Они могли смеяться сколько угодно, но Уорен готов был поклясться, что половина присутствующих в зале выдохнула с облегчением, узнав о резне в «Морском молоте». Людоед был жутким человеком, и наверняка сама Изнанка помогала Русалке держать его в подчинении. А вот Огонька — любимца всего сумрачного народа — было жаль. Тилль всегда находил повод повеселить себя и окружающих, к тому же он был отчаянным парнем и отличным бойцом. После того, как Бранда засадили в Ледфорд, Огонёк охотился сам по себе. Однажды в доме у благородных его зажали четверо стражников, и он всех положил своей дубиной. От Торговых Ворот и до окраин Нового Города Огонька считали воплощением улиц и гордились его бесшабашностью и силой. Эдди Чёрное Пламя наверняка сбросит сегодня в реку немало трупов в память о своём брате. А всё же нескладная вышла история. Рассказывали, что в кабаке всё было перевёрнуто верх дном и забрызгано кровью. Харнет Мейсон решил, что это Вайлен сцепился с Брандом, и успел прирезать Огонька и покалечить самого Людоеда. Бранд клялся, что на них напал какой-то здоровяк-деревенщина. А вот трактирщик «Молота» пел совсем другую песню. Вначале он повторял слова Людоеда, но когда Харнет его прижал, рассказал, что всех порешила какая-то девчонка.

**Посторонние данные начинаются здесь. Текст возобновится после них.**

//! rbossa - Interactive shell for SAM-BA boot monitors
//!
//! Connects to Atmel/Microchip SAM parts running the SAM-BA boot monitor and
//! offers a small command language for poking at them.
//!
//! # Architecture
//!
//! The shell itself knows nothing about serial ports. A backend supplies a
//! `Session` built from three collaborators:
//! - a **connector** that opens a port and handshakes with the monitor
//! - a **port source** listing candidate ports for `scan`
//! - a **flash factory** choosing a flash driver from the chip identifier
//!
//! Commands then go through the session, so the same command set drives the
//! real `samba` backend and the in-memory `dummy` target.

mod cli;
mod commands;
mod console;
mod programmers;
mod shell;

use clap::Parser;
use cli::Cli;
use colored::Colorize;
use console::{CommandHelper, EditorConsole};
use shell::Shell;

fn main() -> Result<(), Box<dyn std::error::Error>> {
    // Initialize logger
    env_logger::Builder::from_env(env_logger::Env::default().default_filter_or("info")).init();

    let cli = Cli::parse();

    // Set log level based on verbosity
    match cli.verbose {
        0 => {} // default (info)
        1 => log::set_max_level(log::LevelFilter::Debug),
        _ => log::set_max_level(log::LevelFilter::Trace),
    }

    let session = match programmers::open_session(cli.backend, cli.baud) {
        Ok(session) => session,
        Err(e) => {
            eprintln!("{}: {}", "Error".bright_red().bold(), e);
            let names: Vec<&str> = programmers::available_backends()
                .iter()
                .map(|b| b.name)
                .collect();
            eprintln!("Available backends: {}", names.join(", "));
            std::process::exit(1);
        }
    };
    let mut shell = Shell::new(session);

    let history_path = if cli.no_history {
        None
    } else {
        Some(cli.history.clone().unwrap_or_else(console::default_history_path))
    };
    let helper = CommandHelper::new(shell.command_names());
    let mut editor = EditorConsole::new(helper, history_path)?;

    if let Some(port) = &cli.port {
        shell.connect(port, &mut editor)?;
    }

    let result = shell.run(&mut editor);
    editor.save_history();
    result?;

    Ok(())
}
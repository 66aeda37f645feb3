//! CLI argument parsing

use clap::{Parser, ValueEnum};
use std::path::PathBuf;

/// Backend providing the device connection
#[derive(Debug, Clone, Copy, PartialEq, Eq, ValueEnum)]
pub enum Backend {
    /// SAM-BA monitor over a USB CDC serial port
    Samba,
    /// In-memory target emulator for testing
    Dummy,
}

#[derive(Parser, Debug)]
#[command(name = "rbossa")]
#[command(author, version, about = "Interactive shell for SAM-BA boot monitors", long_about = None)]
pub struct Cli {
    /// Verbosity level (-v, -vv)
    #[arg(short, long, action = clap::ArgAction::Count)]
    pub verbose: u8,

    /// Backend used by connect and scan
    #[arg(short, long, value_enum, default_value_t = Backend::Samba)]
    pub backend: Backend,

    /// Serial baud rate (USB CDC ports ignore it)
    #[arg(long)]
    pub baud: Option<u32>,

    /// Connect to this port before the first prompt
    #[arg(short, long)]
    pub port: Option<String>,

    /// Line history file (defaults to the per-user data directory)
    #[arg(long, conflicts_with = "no_history")]
    pub history: Option<PathBuf>,

    /// Do not load or save line history
    #[arg(long)]
    pub no_history: bool,
}

#[cfg(test)]
mod tests {
    use super::*;
    use clap::CommandFactory;

    #[test]
    fn test_cli_is_valid() {
        Cli::command().debug_assert();
    }

    #[test]
    fn test_defaults() {
        let cli = Cli::parse_from(["rbossa"]);
        assert_eq!(cli.backend, Backend::Samba);
        assert_eq!(cli.verbose, 0);
        assert!(cli.port.is_none());
        assert!(!cli.no_history);
    }

    #[test]
    fn test_flags() {
        let cli = Cli::parse_from(["rbossa", "-vv", "-b", "dummy", "-p", "dummy0", "--baud", "921600"]);
        assert_eq!(cli.verbose, 2);
        assert_eq!(cli.backend, Backend::Dummy);
        assert_eq!(cli.port.as_deref(), Some("dummy0"));
        assert_eq!(cli.baud, Some(921600));
    }

    #[test]
    fn test_history_conflict() {
        assert!(Cli::try_parse_from(["rbossa", "--history", "h", "--no-history"]).is_err());
    }
}
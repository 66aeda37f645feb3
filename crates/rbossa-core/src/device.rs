//! Collaborator traits implemented by backends
//!
//! The shell never talks to a serial port or a flash controller directly.
//! Backends provide:
//!
//! - a [`Connector`] that turns a port name into a [`Device`]
//! - a [`PortSource`] listing candidate ports for `scan`
//! - a [`FlashFactory`] that hands out a [`FlashCapability`] for chips it
//!   knows how to program
//!
//! All calls are blocking. A long device access cannot be interrupted from
//! the shell.

use crate::error::Result;
use crate::transfer::{Progress, TransferReport};
use std::path::Path;

/// A connected target reachable through a boot monitor
///
/// Addresses are 32-bit target addresses. Word accesses are little-endian.
pub trait Device {
    /// Read `buf.len()` bytes starting at `addr`
    fn read(&mut self, addr: u32, buf: &mut [u8]) -> Result<()>;

    /// Write `data` starting at `addr`
    fn write(&mut self, addr: u32, data: &[u8]) -> Result<()>;

    /// Read a single byte
    fn read_byte(&mut self, addr: u32) -> Result<u8>;

    /// Write a single byte
    fn write_byte(&mut self, addr: u32, value: u8) -> Result<()>;

    /// Read a 32-bit word
    fn read_word(&mut self, addr: u32) -> Result<u32>;

    /// Write a 32-bit word
    fn write_word(&mut self, addr: u32, value: u32) -> Result<()>;

    /// Query the 32-bit chip identifier
    fn chip_id(&mut self) -> Result<u32>;

    /// Jump to code at `addr`
    fn go(&mut self, addr: u32) -> Result<()>;

    /// Enable or disable transport tracing
    fn set_debug(&mut self, enabled: bool);
}

/// Opens devices by port name
pub trait Connector {
    /// Try to reach a boot monitor on `port`
    ///
    /// Returns `Ok(None)` when nothing answered on the port.
    fn connect(&mut self, port: &str) -> Result<Option<Box<dyn Device>>>;
}

/// Lists candidate ports for an automatic scan
pub trait PortSource {
    /// Iterate over every candidate port name
    fn ports(&self) -> Box<dyn Iterator<Item = String> + '_>;
}

/// Creates flash drivers keyed by chip identifier
pub trait FlashFactory {
    /// Return a flash driver for `chip_id`, or `None` if the chip is unsupported
    fn create(&self, device: &mut dyn Device, chip_id: u32) -> Option<Box<dyn FlashCapability>>;
}

/// Description of the flash attached to a chip
#[derive(Debug, Clone, PartialEq, Eq)]
pub struct FlashInfo {
    /// Driver name
    pub name: String,
    /// Chip identifier the driver was created for
    pub chip_id: u32,
    /// Address of the first flash byte in the target memory map
    pub base: u32,
    /// Program page size in bytes
    pub page_size: u32,
    /// Number of pages
    pub pages: u32,
    /// Lock state of each lock region (`true` = locked)
    pub lock_regions: Vec<bool>,
    /// Whether the security bit is set
    pub security: bool,
}

impl FlashInfo {
    /// Total flash size in bytes
    pub fn size(&self) -> u32 {
        self.page_size * self.pages
    }
}

/// Result of comparing a host file against flash
#[derive(Debug, Clone, Copy, Default, PartialEq, Eq)]
pub struct VerifyReport {
    /// Bytes compared
    pub bytes: u32,
    /// Bytes that differed
    pub mismatches: u32,
    /// Address of the first differing byte
    pub first_mismatch: Option<u32>,
}

impl VerifyReport {
    /// Whether the file matched the flash exactly
    pub fn is_match(&self) -> bool {
        self.mismatches == 0
    }
}

/// Chip-specific flash programming driver
///
/// Every operation receives the device the driver was created for, so the
/// driver itself owns no transport.
pub trait FlashCapability {
    /// Driver name
    fn name(&self) -> &str;

    /// Erase the whole flash
    fn erase(&mut self, device: &mut dyn Device) -> Result<()>;

    /// Read `count` bytes of flash into `path` (0 = whole flash)
    fn read(
        &mut self,
        device: &mut dyn Device,
        path: &Path,
        count: u32,
        progress: &mut dyn Progress,
    ) -> Result<TransferReport>;

    /// Program `path` into flash
    fn write(
        &mut self,
        device: &mut dyn Device,
        path: &Path,
        progress: &mut dyn Progress,
    ) -> Result<TransferReport>;

    /// Compare `path` with the flash contents
    fn verify(
        &mut self,
        device: &mut dyn Device,
        path: &Path,
        progress: &mut dyn Progress,
    ) -> Result<VerifyReport>;

    /// Describe the flash
    fn info(&mut self, device: &mut dyn Device) -> Result<FlashInfo>;

    /// Set (`lock == true`) or clear lock bits
    ///
    /// `bits` is a comma separated list of lock region numbers; an empty
    /// string selects every region.
    fn lock(&mut self, device: &mut dyn Device, bits: &str, lock: bool) -> Result<()>;
}

/// A registered flash driver
pub struct FlashDriver {
    /// Driver name, for logging
    pub name: &'static str,
    /// Whether this driver handles the chip identifier
    pub matches: fn(u32) -> bool,
    /// Construct the driver for a matched chip
    pub create: fn(&mut dyn Device, u32) -> Option<Box<dyn FlashCapability>>,
}

/// Flash factory backed by a list of drivers
///
/// The first driver whose predicate accepts the chip identifier wins.
#[derive(Default)]
pub struct FlashRegistry {
    drivers: Vec<FlashDriver>,
}

impl FlashRegistry {
    /// Create an empty registry (every chip unsupported)
    pub fn new() -> Self {
        Self::default()
    }

    /// Add a driver
    pub fn register(&mut self, driver: FlashDriver) {
        log::debug!("Registered flash driver {}", driver.name);
        self.drivers.push(driver);
    }

    /// Number of registered drivers
    pub fn len(&self) -> usize {
        self.drivers.len()
    }

    /// Whether no drivers are registered
    pub fn is_empty(&self) -> bool {
        self.drivers.is_empty()
    }
}

impl FlashFactory for FlashRegistry {
    fn create(&self, device: &mut dyn Device, chip_id: u32) -> Option<Box<dyn FlashCapability>> {
        let driver = self.drivers.iter().find(|d| (d.matches)(chip_id))?;
        log::debug!("Chip ID {:08x} matched flash driver {}", chip_id, driver.name);
        (driver.create)(device, chip_id)
    }
}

— Быстрая, как змея, и бешенная, как стрыга — орал трактирщик, когда Гунн его резал.
— А глаза у неё синие-синие, прям как самое чистое небо — шептал он в беспамятстве, когда его убирали со стола.
В конце концов Харнет поверил ему и отпустил, заплатив тридцать серебряных — по монете за каждую рану. Гунн хотел убить трактирщика, но Мейсон сказал, что Чёрное Пламя тоже захочет поговорить с ним о брате и выяснить, как так получилось, что трактирщик — выжил, а Тилль — нет. А если у Свирепого так чешутся руки убить свидетеля, то потом он сам пойдёт рассказывать Эдди, что да почему там произошло. После этих слов прыти у Гунна поубавилось.
Но сегодня к ним с утра начали приходить выходцы из Ледфорда, так что ещё до вечера в команду мог попасть кто-нибудь и похуже Людоеда.
Сейчас, например, за столом Герцогов сидел старик в маске, с повязкой стражника на рукаве, и оба брата, разговаривая с ним, явно нервничали. Риз «Три Щепки», который сидел на входе и принимал всех посетителей, чуть со стула не упал, когда этот старик ему представился. Через две минуты уже половина зала смотрела на нового гостя с ненавистью, а тот, словно ничего не замечая, спокойно продолжал разговаривать с братьями. Переговоры быстро закончились, и через пять минут старик поднялся и пошёл к выходу, не глядя по сторонам.